▶ _Task_
Each line of the material must reappear unchanged in the answer.

▶ _Extracted information_

════

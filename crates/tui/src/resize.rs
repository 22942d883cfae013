//! Pointer-driven resizing of the split between the two panels.
//!
//! The resizer tracks the left panel width and a two-state drag machine:
//!
//! ```text
//!            press on divider
//!   Idle ───────────────────────▶ Dragging { anchor_pointer_x, anchor_panel_width }
//!    ▲                                │
//!    └──────── release anywhere ──────┘   move: left = anchor_panel_width + (x - anchor_pointer_x)
//! ```
//!
//! Widths are not clamped here. A drag past either edge yields a width
//! outside the container; the shell clamps when it turns widths into
//! rectangles.

/// Drag state of the divider.
#[derive(Debug, Clone, Copy, PartialEq, Eq, Default)]
pub enum ResizeState {
    /// No drag in progress. Pointer moves are ignored.
    #[default]
    Idle,
    /// A drag started on the divider.
    Dragging {
        /// Pointer column at the time of the press.
        anchor_pointer_x: i32,
        /// Left panel width at the time of the press.
        anchor_panel_width: i32,
    },
}

/// Owns the left panel width and the drag state machine.
///
/// # Examples
///
/// ```
/// use gantt_tui::resize::PanelResizer;
///
/// let mut resizer = PanelResizer::new();
/// resizer.mount(800);
/// assert_eq!(resizer.left_width(), Some(400));
///
/// assert!(resizer.press(100));
/// resizer.drag(150);
/// resizer.release();
/// assert_eq!(resizer.left_width(), Some(450));
/// assert_eq!(resizer.right_width(800), Some(350));
/// ```
#[derive(Debug, Clone, Default)]
pub struct PanelResizer {
    state: ResizeState,
    left_width: Option<i32>,
}

impl PanelResizer {
    /// Creates a resizer that has not been laid out yet.
    #[must_use]
    pub fn new() -> Self {
        Self::default()
    }

    /// Sets the initial even split for a container `container_width` wide.
    ///
    /// Only the first call has an effect.
    pub fn mount(&mut self, container_width: i32) {
        if self.left_width.is_none() {
            self.left_width = Some(container_width / 2);
            tracing::debug!(container_width, "divider mounted");
        }
    }

    /// Returns `true` once the initial split is known.
    #[must_use]
    pub fn is_mounted(&self) -> bool {
        self.left_width.is_some()
    }

    /// Returns the drag state.
    #[must_use]
    pub fn state(&self) -> ResizeState {
        self.state
    }

    /// Returns `true` while a drag is in progress.
    #[must_use]
    pub fn is_dragging(&self) -> bool {
        matches!(self.state, ResizeState::Dragging { .. })
    }

    /// Returns the left panel width, or `None` before mounting.
    #[must_use]
    pub fn left_width(&self) -> Option<i32> {
        self.left_width
    }

    /// Returns the space left over for the right panel.
    #[must_use]
    pub fn right_width(&self, container_width: i32) -> Option<i32> {
        self.left_width.map(|left| container_width - left)
    }

    /// Starts a drag at pointer column `x`.
    ///
    /// Returns `false` (and stays idle) if the divider has not been laid out.
    pub fn press(&mut self, x: i32) -> bool {
        let Some(anchor_panel_width) = self.left_width else {
            return false;
        };
        self.state = ResizeState::Dragging {
            anchor_pointer_x: x,
            anchor_panel_width,
        };
        true
    }

    /// Moves the divider with the pointer. Returns `true` if the width
    /// changed.
    pub fn drag(&mut self, x: i32) -> bool {
        let ResizeState::Dragging {
            anchor_pointer_x,
            anchor_panel_width,
        } = self.state
        else {
            return false;
        };
        let new_left = anchor_panel_width + (x - anchor_pointer_x);
        let changed = self.left_width != Some(new_left);
        self.left_width = Some(new_left);
        changed
    }

    /// Ends any drag in progress.
    pub fn release(&mut self) {
        if self.is_dragging() {
            tracing::trace!(left_width = ?self.left_width, "divider released");
        }
        self.state = ResizeState::Idle;
    }

    /// Sets the left panel width directly.
    pub fn set_left_width(&mut self, width: i32) {
        self.left_width = Some(width);
    }

    /// Moves the divider by `delta` columns. Does nothing before mounting.
    pub fn nudge(&mut self, delta: i32) {
        if let Some(left) = self.left_width.as_mut() {
            *left += delta;
        }
    }
}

════

▶ _Solution to this task_
filename crates/tui/src/resize.rs
repository 22942d883cfae013
//! Pointer-driven resizing of the split between the two panels.
//!
//! The resizer tracks the left panel width and a two-state drag machine:
//!
//! ```text
//!            press on divider
//!   Idle ───────────────────────▶ Dragging { anchor_pointer_x, anchor_panel_width }
//!    ▲                                │
//!    └──────── release anywhere ──────┘   move: left = anchor_panel_width + (x - anchor_pointer_x)
//! ```
//!
//! Widths are not clamped here. A drag past either edge yields a width
//! outside the container; the shell clamps when it turns widths into
//! rectangles.

/// Drag state of the divider.
#[derive(Debug, Clone, Copy, PartialEq, Eq, Default)]
pub enum ResizeState {
    /// No drag in progress. Pointer moves are ignored.
    #[default]
    Idle,
    /// A drag started on the divider.
    Dragging {
        /// Pointer column at the time of the press.
        anchor_pointer_x: i32,
        /// Left panel width at the time of the press.
        anchor_panel_width: i32,
    },
}

/// Owns the left panel width and the drag state machine.
///
/// # Examples
///
/// ```
/// use gantt_tui::resize::PanelResizer;
///
/// let mut resizer = PanelResizer::new();
/// resizer.mount(800);
/// assert_eq!(resizer.left_width(), Some(400));
///
/// assert!(resizer.press(100));
/// resizer.drag(150);
/// resizer.release();
/// assert_eq!(resizer.left_width(), Some(450));
/// assert_eq!(resizer.right_width(800), Some(350));
/// ```
#[derive(Debug, Clone, Default)]
pub struct PanelResizer {
    state: ResizeState,
    left_width: Option<i32>,
}

impl PanelResizer {
    /// Creates a resizer that has not been laid out yet.
    #[must_use]
    pub fn new() -> Self {
        Self::default()
    }

    /// Sets the initial even split for a container `container_width` wide.
    ///
    /// Only the first call has an effect.
    pub fn mount(&mut self, container_width: i32) {
        if self.left_width.is_none() {
            self.left_width = Some(container_width / 2);
            tracing::debug!(container_width, "divider mounted");
        }
    }

    /// Returns `true` once the initial split is known.
    #[must_use]
    pub fn is_mounted(&self) -> bool {
        self.left_width.is_some()
    }

    /// Returns the drag state.
    #[must_use]
    pub fn state(&self) -> ResizeState {
        self.state
    }

    /// Returns `true` while a drag is in progress.
    #[must_use]
    pub fn is_dragging(&self) -> bool {
        matches!(self.state, ResizeState::Dragging { .. })
    }

    /// Returns the left panel width, or `None` before mounting.
    #[must_use]
    pub fn left_width(&self) -> Option<i32> {
        self.left_width
    }

    /// Returns the space left over for the right panel.
    #[must_use]
    pub fn right_width(&self, container_width: i32) -> Option<i32> {
        self.left_width.map(|left| container_width - left)
    }

    /// Starts a drag at pointer column `x`.
    ///
    /// Returns `false` (and stays idle) if the divider has not been laid out.
    pub fn press(&mut self, x: i32) -> bool {
        let Some(anchor_panel_width) = self.left_width else {
            return false;
        };
        self.state = ResizeState::Dragging {
            anchor_pointer_x: x,
            anchor_panel_width,
        };
        true
    }

    /// Moves the divider with the pointer. Returns `true` if the width
    /// changed.
    pub fn drag(&mut self, x: i32) -> bool {
        let ResizeState::Dragging {
            anchor_pointer_x,
            anchor_panel_width,
        } = self.state
        else {
            return false;
        };
        let new_left = anchor_panel_width + (x - anchor_pointer_x);
        let changed = self.left_width != Some(new_left);
        self.left_width = Some(new_left);
        changed
    }

    /// Ends any drag in progress.
    pub fn release(&mut self) {
        if self.is_dragging() {
            tracing::trace!(left_width = ?self.left_width, "divider released");
        }
        self.state = ResizeState::Idle;
    }

    /// Sets the left panel width directly.
    pub fn set_left_width(&mut self, width: i32) {
        self.left_width = Some(width);
    }

    /// Moves the divider by `delta` columns. Does nothing before mounting.
    pub fn nudge(&mut self, delta: i32) {
        if let Some(left) = self.left_width.as_mut() {
            *left += delta;
        }
    }
}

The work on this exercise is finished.